Mindestlohn – was sonst?

Die Massenarbeitslosigkeit in Deutschland steigt
unaufhörlich. Es zeigt sich immer deutlicher, dass ein Grund dafür nicht nur
die Verlagerung von Produktion ins Ausland ist, sondern eben auch der Import an
billigen Arbeitskräften. Obwohl im Rahmen der EU-Osterweiterung Arbeitnehmer
aus den neuen Beitrittsländern, also Polen, Litauen Tschechien und anderen erst
nach mehreren Jahren nach Deutschland kommen dürfen, ist die Realität eine
andere. Nach Gewerkschaftsangaben sind seit der EU-Erweiterung zum Beispiel
20.000 Beschäftigte der fleischverarbeitenden Industrie entlassen wurden. Die
Arbeit machen jetzt Arbeiter aus Polen, zum Teil sind dies sogar
Akademikerinnen, für die ein Lohn von 5 Euro pro Stunde, trotz eines einsamen
Lebens, fern der Familie in Wohnheimen oder Wohncontainern, immer noch ein
Anreiz ist, in Deutschland zu arbeiten.

Das ist möglich, weil ein Gesetz, die so genannte
Dienstleistungsrichtlinie, es erlaubt, dass ausländische Unternehmer der EU ihre
Beschäftigten nach den Gesetzen ihres jeweiligen Heimatlandes beschäftigen. Die
Beschränkungen auf dem Arbeitsmarkt für Osteuropäer gelten bislang nur für
Angestellte. Selbstständige aus der EU können in Deutschland ohne
Beschränkungen arbeiten.

Das so genannte Entsendegesetz, das für die 800.000
Beschäftigten des Baugewerbes gilt, schreibt vor, dass Arbeitgeber
ausländischen Mitarbeitern den per Tarif vereinbarten deutschen Mindestlohn
zahlen müssen.

Bundesregierung und Opposition erhoffen sich nun durch eine
Ausweitung des Entsendegesetzes auf andere Branchen einen Schutz vor der
Niedriglohn-Konkurrenz. Für die Branchen, in denen es Tarifverträge gibt, würde
das faktisch die Einführung von Mindestlöhnen bedeuten.

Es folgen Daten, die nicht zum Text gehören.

//! Stable ids and namespaced render keys.
//!
//! Every field node gets an opaque process-unique id at creation. Side
//! tables (render keys, bookkeeping) are keyed by that id instead of by
//! object identity, with explicit removal when a node is destroyed.

use std::sync::atomic::{AtomicU64, Ordering};

use compact_str::CompactString;
use rustc_hash::FxHashMap;

static UID: AtomicU64 = AtomicU64::new(1);

/// Allocate the next process-unique id.
pub fn next_uid() -> u64 {
    UID.fetch_add(1, Ordering::Relaxed)
}

/// Namespaced unique-key cache for stable list rendering keys.
///
/// The same `(id, namespace)` pair always yields the same key for the
/// lifetime of the generator.
#[derive(Debug, Default)]
pub struct KeyGenerator {
    counter: u64,
    keys: FxHashMap<(u64, CompactString), CompactString>,
}

impl KeyGenerator {
    /// Create an empty generator.
    pub fn new() -> Self {
        Self::default()
    }

    /// Get (or mint) the key for `id` under `namespace`.
    pub fn key_for(&mut self, id: u64, namespace: &str) -> CompactString {
        let slot = (id, CompactString::new(namespace));
        if let Some(key) = self.keys.get(&slot) {
            return key.clone();
        }
        self.counter += 1;
        let key = CompactString::new(format!("{namespace}_{}", self.counter));
        self.keys.insert(slot, key.clone());
        key
    }

    /// Drop every key minted for `id`, in all namespaces.
    pub fn forget(&mut self, id: u64) {
        self.keys.retain(|(key_id, _), _| *key_id != id);
    }
}

#[cfg(test)]
mod tests {
    use super::*;

    #[test]
    fn test_next_uid_unique() {
        let a = next_uid();
        let b = next_uid();
        assert_ne!(a, b);
    }

    #[test]
    fn test_key_for_stable() {
        let mut generator = KeyGenerator::new();
        let first = generator.key_for(7, "row");
        assert_eq!(generator.key_for(7, "row"), first);
        assert_ne!(generator.key_for(8, "row"), first);
        assert_ne!(generator.key_for(7, "cell"), first);
    }

    #[test]
    fn test_forget() {
        let mut generator = KeyGenerator::new();
        let first = generator.key_for(7, "row");
        generator.forget(7);
        assert_ne!(generator.key_for(7, "row"), first);
    }
}
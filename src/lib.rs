/*!
 * DMA Buffer Synchronization Library
 * Coordinates CPU and DMA-engine access to shared memory buffers
 */

pub mod buffer;
pub mod core;
pub mod fence;
pub mod monitoring;
pub mod reservation;
pub mod sync;

// Re-exports
pub use buffer::{
    AccessMode, AccessType, Buffer, CacheMaintenance, CacheOp, DataDirection, NoopCache,
    WeakBuffer,
};
pub use crate::core::errors::{SyncError, SyncResult};
pub use crate::core::types::{BufferId, ContextId, FenceId};
pub use fence::{Fence, FenceStatus};
pub use monitoring::{init_tracing, SyncStats};
pub use reservation::{FenceSet, Reservation};
pub use sync::{ObjectPhase, SyncConfig, SyncContext, SyncManager, SyncManagerBuilder};
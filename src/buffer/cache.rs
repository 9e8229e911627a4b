/*!
 * Cache Coherency Hook
 *
 * Decides which cache-maintenance operation an ownership change needs and
 * forwards it to the external maintenance primitive.
 *
 * | previous access | new access | operation                         |
 * |-----------------|------------|-----------------------------------|
 * | DMA write       | CPU read   | flush: `begin_cpu_access(FromDevice)` |
 * | CPU write       | DMA read   | invalidate: `end_cpu_access(ToDevice)` |
 * | anything else   |            | none                              |
 */

use super::access::AccessType;
use super::Buffer;
use serde::{Deserialize, Serialize};
use tracing::trace;

/// Transfer direction handed to the maintenance primitive
#[derive(Debug, Clone, Copy, PartialEq, Eq, Serialize, Deserialize)]
#[serde(rename_all = "snake_case")]
pub enum DataDirection {
    ToDevice,
    FromDevice,
    Bidirectional,
}

/// External cache-maintenance primitive
///
/// Implementations must be thread-safe; calls are made while the granting
/// thread holds the object's state lock, so they must not call back into the
/// synchronization manager.
#[cfg_attr(test, mockall::automock)]
pub trait CacheMaintenance: Send + Sync {
    /// Make device writes visible to the CPU
    fn begin_cpu_access(&self, buffer: &Buffer, direction: DataDirection);

    /// Make CPU writes visible to the device
    fn end_cpu_access(&self, buffer: &Buffer, direction: DataDirection);
}

/// Maintenance that does nothing (coherent memory, tests)
#[derive(Debug, Default, Clone, Copy)]
pub struct NoopCache;

impl CacheMaintenance for NoopCache {
    fn begin_cpu_access(&self, _buffer: &Buffer, _direction: DataDirection) {}

    fn end_cpu_access(&self, _buffer: &Buffer, _direction: DataDirection) {}
}

/// Cache operation required by a domain crossing
#[derive(Debug, Clone, Copy, PartialEq, Eq, Serialize, Deserialize)]
#[serde(rename_all = "snake_case")]
pub enum CacheOp {
    None,
    Flush,
    Invalidate,
}

impl CacheOp {
    /// Operation needed when `next` follows `previous` on the same buffer
    pub fn for_transition(previous: AccessType, next: AccessType) -> Self {
        match (previous, next) {
            (AccessType::DmaWrite, AccessType::Read) => CacheOp::Flush,
            (AccessType::Write, AccessType::DmaRead) => CacheOp::Invalidate,
            _ => CacheOp::None,
        }
    }

    /// Forward this operation to the maintenance primitive
    pub fn apply(self, cache: &dyn CacheMaintenance, buffer: &Buffer) {
        match self {
            CacheOp::None => {}
            CacheOp::Flush => {
                trace!(buffer = %buffer.id(), "cache flush before CPU read");
                cache.begin_cpu_access(buffer, DataDirection::FromDevice);
            }
            CacheOp::Invalidate => {
                trace!(buffer = %buffer.id(), "cache invalidate before DMA read");
                cache.end_cpu_access(buffer, DataDirection::ToDevice);
            }
        }
    }
}

#[cfg(test)]
mod tests {
    use super::*;
    use mockall::predicate::eq;

    #[test]
    fn test_transition_table() {
        assert_eq!(
            CacheOp::for_transition(AccessType::DmaWrite, AccessType::Read),
            CacheOp::Flush
        );
        assert_eq!(
            CacheOp::for_transition(AccessType::Write, AccessType::DmaRead),
            CacheOp::Invalidate
        );
        assert_eq!(
            CacheOp::for_transition(AccessType::Read, AccessType::Read),
            CacheOp::None
        );
        assert_eq!(
            CacheOp::for_transition(AccessType::DmaWrite, AccessType::DmaRead),
            CacheOp::None
        );
        assert_eq!(
            CacheOp::for_transition(AccessType::None, AccessType::Write),
            CacheOp::None
        );
    }

    #[test]
    fn test_flush_calls_begin_cpu_access() {
        let buffer = Buffer::new("scanout", 4096);
        let mut cache = MockCacheMaintenance::new();
        cache
            .expect_begin_cpu_access()
            .withf(|_, dir| *dir == DataDirection::FromDevice)
            .times(1)
            .return_const(());
        cache.expect_end_cpu_access().times(0);

        CacheOp::Flush.apply(&cache, &buffer);
    }

    #[test]
    fn test_invalidate_calls_end_cpu_access() {
        let buffer = Buffer::new("texture", 4096);
        let mut cache = MockCacheMaintenance::new();
        cache.expect_begin_cpu_access().times(0);
        cache
            .expect_end_cpu_access()
            .with(mockall::predicate::always(), eq(DataDirection::ToDevice))
            .times(1)
            .return_const(());

        CacheOp::Invalidate.apply(&cache, &buffer);
    }

    #[test]
    fn test_none_is_silent() {
        let buffer = Buffer::new("idle", 64);
        let mut cache = MockCacheMaintenance::new();
        cache.expect_begin_cpu_access().times(0);
        cache.expect_end_cpu_access().times(0);

        CacheOp::None.apply(&cache, &buffer);
    }
}
/*!
 * Execution Contexts
 *
 * A context groups the buffers one logical operation touches. Buffers are
 * attached with an access mode, acquired together with `wait_all` and
 * released together with `signal_all`.
 *
 * # Teardown
 *
 * Dropping a context releases anything still attached, withdraws its queued
 * waits and runs the teardown callback. Objects left attached at drop time
 * are logged.
 */

use super::manager::SyncCore;
use super::object::{ObjectPhase, SyncObject};
use super::wait::Deadline;
use crate::buffer::{AccessMode, Buffer};
use crate::core::errors::{SyncError, SyncResult};
use crate::core::id::next_context_id;
use crate::core::limits::CONTEXT_INITIAL_CAPACITY;
use crate::core::types::{ContextId, ContextName};
use crate::monitoring::stats::LiveToken;
use parking_lot::Mutex;
use std::sync::Arc;
use std::time::Duration;
use tracing::{debug, warn};

type TeardownCallback = Box<dyn FnOnce() + Send + 'static>;

pub struct SyncContext {
    id: ContextId,
    name: ContextName,
    core: Arc<SyncCore>,
    objects: Mutex<Vec<Arc<SyncObject>>>,
    teardown: Mutex<Option<TeardownCallback>>,
    _live: LiveToken,
}

impl SyncContext {
    pub(crate) fn new(name: &str, core: Arc<SyncCore>) -> Self {
        let id = next_context_id();
        debug!(context = %id, name, "context created");
        Self {
            id,
            name: name.into(),
            _live: core.contexts.acquire(),
            core,
            objects: Mutex::new(Vec::with_capacity(CONTEXT_INITIAL_CAPACITY)),
            teardown: Mutex::new(None),
        }
    }

    #[inline]
    pub fn id(&self) -> ContextId {
        self.id
    }

    pub fn name(&self) -> &str {
        &self.name
    }

    pub fn len(&self) -> usize {
        self.objects.lock().len()
    }

    pub fn is_empty(&self) -> bool {
        self.objects.lock().is_empty()
    }

    pub fn contains(&self, buffer: &Buffer) -> bool {
        self.find(buffer).is_some()
    }

    /// Protocol phase of the object attached for `buffer`
    pub fn phase(&self, buffer: &Buffer) -> Option<ObjectPhase> {
        self.find(buffer).map(|object| object.phase())
    }

    fn find(&self, buffer: &Buffer) -> Option<Arc<SyncObject>> {
        self.objects
            .lock()
            .iter()
            .find(|object| object.buffer().same_as(buffer))
            .cloned()
    }

    /// Attach `buffer` with the requested access
    ///
    /// `READ | WRITE` is stored as `WRITE`. Re-adding a buffer that is not
    /// queued or held replaces its mode and fence; re-adding one that is
    /// fails with [`SyncError::Busy`].
    pub fn add(&self, buffer: &Buffer, mode: AccessMode) -> SyncResult<()> {
        let mode = mode.normalize()?;
        let mut objects = self.objects.lock();

        if let Some(object) = objects.iter().find(|o| o.buffer().same_as(buffer)) {
            let mut state = object.state();
            if state.phase != ObjectPhase::Unqueued {
                return Err(SyncError::Busy(buffer.id()));
            }
            state.mode = mode;
            state.fence = Some(self.core.new_fence(self.id, mode));
            return Ok(());
        }

        objects.try_reserve(1)?;
        objects.push(self.core.new_object(self.id, buffer, mode));
        Ok(())
    }

    /// Acquire every attached buffer with the configured timeout
    pub fn wait_all(&self) -> SyncResult<Duration> {
        self.wait_all_timeout(self.core.config.wait_timeout)
    }

    /// Acquire every attached buffer under one shared deadline
    ///
    /// Buffers are acquired in buffer-id order. If any acquisition fails, the
    /// grants made by this call are released before the error is returned.
    pub fn wait_all_timeout(&self, timeout: Duration) -> SyncResult<Duration> {
        let mut objects: Vec<Arc<SyncObject>> = self.objects.lock().clone();
        let deadline = Deadline::new(timeout);

        if let [object] = objects.as_slice() {
            return self.core.acquire(object, &deadline);
        }
        objects.sort_by_key(|object| object.buffer().id());

        let mut acquired: Vec<&Arc<SyncObject>> = Vec::with_capacity(objects.len());
        for object in &objects {
            let held = object.phase() == ObjectPhase::Granted;
            match self.core.acquire(object, &deadline) {
                Ok(_) if !held => acquired.push(object),
                Ok(_) => {}
                Err(e) => {
                    for granted in acquired {
                        self.core.release_object(granted);
                    }
                    return Err(e);
                }
            }
        }
        Ok(deadline.remaining())
    }

    /// Acquire one attached buffer
    pub fn wait(&self, buffer: &Buffer) -> SyncResult<Duration> {
        self.wait_timeout(buffer, self.core.config.wait_timeout)
    }

    pub fn wait_timeout(&self, buffer: &Buffer, timeout: Duration) -> SyncResult<Duration> {
        let object = self
            .find(buffer)
            .ok_or(SyncError::NotAttached(buffer.id()))?;
        self.core.acquire(&object, &Deadline::new(timeout))
    }

    /// Release every grant held by this context
    ///
    /// Objects stay attached and can be waited on again.
    pub fn signal_all(&self) -> SyncResult<()> {
        let objects: Vec<Arc<SyncObject>> = self.objects.lock().clone();
        let released = objects
            .iter()
            .filter(|object| self.core.release_object(object))
            .count();
        debug!(context = %self.id, released, "context signalled");
        Ok(())
    }

    /// Release the grant on one buffer
    pub fn signal(&self, buffer: &Buffer) -> SyncResult<()> {
        let object = self.find(buffer).ok_or(SyncError::NotHeld(buffer.id()))?;
        if !self.core.release_object(&object) {
            return Err(SyncError::NotHeld(buffer.id()));
        }
        Ok(())
    }

    /// Detach `buffer`; no-op if it is not attached
    pub fn release(&self, buffer: &Buffer) {
        let removed = {
            let mut objects = self.objects.lock();
            objects
                .iter()
                .position(|object| object.buffer().same_as(buffer))
                .map(|pos| objects.remove(pos))
        };
        if let Some(object) = removed {
            self.core.force_release(&object);
        }
    }

    /// Detach every buffer, returning how many were attached
    pub fn release_all(&self) -> usize {
        let objects = std::mem::take(&mut *self.objects.lock());
        for object in &objects {
            self.core.force_release(object);
        }
        objects.len()
    }

    /// Register a callback run once when the context is torn down
    ///
    /// Replaces any previously registered callback.
    pub fn on_teardown<F>(&self, callback: F)
    where
        F: FnOnce() + Send + 'static,
    {
        *self.teardown.lock() = Some(Box::new(callback));
    }

    /// Tear the context down
    pub fn fini(self) {
        drop(self);
    }
}

impl Drop for SyncContext {
    fn drop(&mut self) {
        let attached = self.objects.get_mut().len();
        if attached > 0 {
            warn!(
                context = %self.id,
                name = %self.name,
                objects = attached,
                "context torn down with buffers attached"
            );
            self.release_all();
        }

        let purged = self.core.queue.purge_owner(self.id);
        if purged > 0 {
            warn!(context = %self.id, purged, "dropped queued waits of destroyed context");
        }

        if let Some(callback) = self.teardown.get_mut().take() {
            callback();
        }
        debug!(context = %self.id, "context destroyed");
    }
}

impl std::fmt::Debug for SyncContext {
    fn fmt(&self, f: &mut std::fmt::Formatter<'_>) -> std::fmt::Result {
        f.debug_struct("SyncContext")
            .field("id", &self.id)
            .field("name", &self.name)
            .field("objects", &self.len())
            .finish()
    }
}
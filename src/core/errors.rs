/*!
 * Error Types
 * Centralized error handling with thiserror, miette, and serde support
 */

use super::types::BufferId;
use miette::Diagnostic;
use serde::{Deserialize, Serialize};
use thiserror::Error;

/// Buffer synchronization errors
///
/// Contention is never an error: a wait that runs out of time logs a warning
/// and proceeds as if granted.
#[derive(Error, Debug, Clone, Serialize, Deserialize, PartialEq, Eq, Diagnostic)]
#[serde(tag = "error_type", content = "details", rename_all = "snake_case")]
pub enum SyncError {
    #[error("Invalid access mode: {0:#x}")]
    #[diagnostic(
        code(sync::invalid_access_mode),
        help("Use READ, WRITE or READ|WRITE, optionally combined with DMA.")
    )]
    InvalidAccessMode(u32),

    #[error("Out of memory: {0}")]
    #[diagnostic(
        code(sync::out_of_memory),
        help("Fence bookkeeping could not grow. Release idle buffers and retry.")
    )]
    OutOfMemory(String),

    #[error("Buffer {0} is already queued or held by this owner")]
    #[diagnostic(
        code(sync::busy),
        help("Signal the outstanding grant before requesting the buffer again.")
    )]
    Busy(BufferId),

    #[error("Buffer {0} is not held by the caller")]
    #[diagnostic(
        code(sync::not_held),
        help("Only the owner that waited on a buffer may signal it.")
    )]
    NotHeld(BufferId),

    #[error("Buffer {0} is not attached to this context")]
    #[diagnostic(code(sync::not_attached), help("Add the buffer to the context before waiting on it."))]
    NotAttached(BufferId),

    #[error("Wait on buffer {0} was aborted before it was granted")]
    #[diagnostic(
        code(sync::aborted),
        help("The object was signalled or released while its wait was still queued.")
    )]
    Aborted(BufferId),

    #[error("Synchronization manager is not initialized")]
    #[diagnostic(code(sync::not_initialized), help("Call sync::init() at subsystem start."))]
    NotInitialized,

    #[error("Synchronization manager is already initialized")]
    #[diagnostic(code(sync::already_initialized))]
    AlreadyInitialized,

    #[error("Configuration error: {0}")]
    #[diagnostic(
        code(sync::invalid_config),
        help("Invalid configuration. Review timeout and reclaim parameters.")
    )]
    InvalidConfig(String),
}

impl From<std::collections::TryReserveError> for SyncError {
    fn from(err: std::collections::TryReserveError) -> Self {
        SyncError::OutOfMemory(err.to_string())
    }
}

/// Result type for synchronization operations
pub type SyncResult<T> = Result<T, SyncError>;
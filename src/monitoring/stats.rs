/*!
 * Synchronization Statistics
 * Live-allocation tracking and event counters for diagnostics
 */

use serde::{Deserialize, Serialize};
use std::sync::atomic::{AtomicU64, AtomicUsize, Ordering};
use std::sync::Arc;

/// Counts live instances of one kind of allocation
///
/// Cloning shares the count. Each tracked instance holds a [`LiveToken`].
#[derive(Debug, Clone, Default)]
pub struct LiveTracker {
    live: Arc<AtomicUsize>,
}

impl LiveTracker {
    pub fn new() -> Self {
        Self::default()
    }

    /// Register one live instance until the returned token drops
    pub fn acquire(&self) -> LiveToken {
        self.live.fetch_add(1, Ordering::AcqRel);
        LiveToken {
            live: Arc::clone(&self.live),
        }
    }

    #[inline]
    pub fn live(&self) -> usize {
        self.live.load(Ordering::Acquire)
    }
}

/// Registration of one live instance
#[derive(Debug)]
pub struct LiveToken {
    live: Arc<AtomicUsize>,
}

impl Drop for LiveToken {
    fn drop(&mut self) {
        self.live.fetch_sub(1, Ordering::AcqRel);
    }
}

/// Monotonic event counters
///
/// # Performance
/// - Cache-line aligned so hot counters do not share a line with manager state
#[repr(C, align(64))]
#[derive(Debug, Default)]
pub struct SyncCounters {
    pub grants: AtomicU64,
    pub timeouts: AtomicU64,
    pub aborts: AtomicU64,
    pub signals: AtomicU64,
    pub forced_releases: AtomicU64,
}

impl SyncCounters {
    #[inline]
    pub fn bump(counter: &AtomicU64) {
        counter.fetch_add(1, Ordering::Relaxed);
    }
}

/// Point-in-time snapshot of the synchronization manager
#[derive(Debug, Clone, Default, PartialEq, Eq, Serialize, Deserialize)]
#[serde(rename_all = "snake_case")]
pub struct SyncStats {
    pub live_fences: usize,
    pub live_objects: usize,
    pub live_contexts: usize,
    pub queued_waits: usize,
    pub pending_reclaims: usize,
    pub single_objects: usize,
    pub grants: u64,
    pub timeouts: u64,
    pub aborts: u64,
    pub signals: u64,
    pub forced_releases: u64,
}

impl SyncStats {
    /// True when nothing allocated by the subsystem is still alive
    pub fn is_quiescent(&self) -> bool {
        self.live_fences == 0
            && self.live_objects == 0
            && self.queued_waits == 0
            && self.pending_reclaims == 0
    }
}
/*!
 * System Limits and Constants
 *
 * Centralized location for synchronization timeouts, capacities and thresholds.
 *
 * Timing values are derived from a 60Hz display frame budget.
 * Capacity hints are marked with [PERF].
 */

use std::time::Duration;

// =============================================================================
// WAIT LIMITS
// =============================================================================

/// Default bound on a single ownership-acquisition wait (5s)
/// Long enough to cover several hundred display frames of legitimate
/// contention; short enough that a holder that never signals shows up as a
/// repeated warning instead of a frozen pipeline.
pub const DEFAULT_WAIT_TIMEOUT: Duration = Duration::from_millis(5000);

/// Largest accepted wait timeout (60s)
/// Anything longer is indistinguishable from a hang for a display pipeline.
pub const MAX_WAIT_TIMEOUT: Duration = Duration::from_secs(60);

/// Waits longer than one 60Hz frame (16ms) are logged as slow
pub const SLOW_WAIT_THRESHOLD: Duration = Duration::from_millis(16);

// =============================================================================
// RECLAIM LIMITS
// =============================================================================

/// Default delay before a superseded reader fence is dropped (500ms)
/// Roughly thirty frames: the reservation's lazily-pruned shared list has
/// long settled by then.
pub const DEFAULT_RECLAIM_DELAY: Duration = Duration::from_millis(500);

/// Largest accepted reclaim delay (10s)
pub const MAX_RECLAIM_DELAY: Duration = Duration::from_secs(10);

// =============================================================================
// RESERVATION CAPACITY
// =============================================================================

/// Initial shared-fence slots per reservation
/// [PERF] Most buffers see at most a scanout reader and one or two DMA readers
pub const SHARED_FENCE_INITIAL_CAPACITY: usize = 4;

/// Initial object slots per context
/// [PERF] A typical operation touches a source and a destination buffer
pub const CONTEXT_INITIAL_CAPACITY: usize = 2;

// =============================================================================
// ENVIRONMENT
// =============================================================================

/// Overrides the wait timeout, in milliseconds
pub const ENV_WAIT_TIMEOUT_MS: &str = "BUFSYNC_WAIT_TIMEOUT_MS";

/// Overrides the reclaim delay, in milliseconds
pub const ENV_RECLAIM_DELAY_MS: &str = "BUFSYNC_RECLAIM_DELAY_MS";

/// Enables or disables deferred reclaim (`0`/`1`/`true`/`false`)
pub const ENV_DEFERRED_RECLAIM: &str = "BUFSYNC_DEFERRED_RECLAIM";

/// Switches tracing output to JSON
pub const ENV_TRACE_JSON: &str = "BUFSYNC_TRACE_JSON";
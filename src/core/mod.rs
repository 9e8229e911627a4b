/*!
 * Core Module
 * Shared identifiers, limits, and error types
 */

pub mod errors;
pub mod id;
pub mod limits;
pub mod types;

pub use errors::{SyncError, SyncResult};
pub use types::{BufferId, ContextId, ContextName, FenceId, ObjectId};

Die Tariflöhne liegen je nach Branche aber unterschiedlich
und teilweise auf erschreckend niedrigem Niveau. Der niedrigste Tariflohn in
Deutschland liegt bei gerade 2,74 Euro.

Teile der SPD und selbst Stoiber hatten aber einen
gesetzlichen Mindestlohn in die Diskussion gebracht, von dem sich Stoiber
zumindest wieder schnell distanziert hat.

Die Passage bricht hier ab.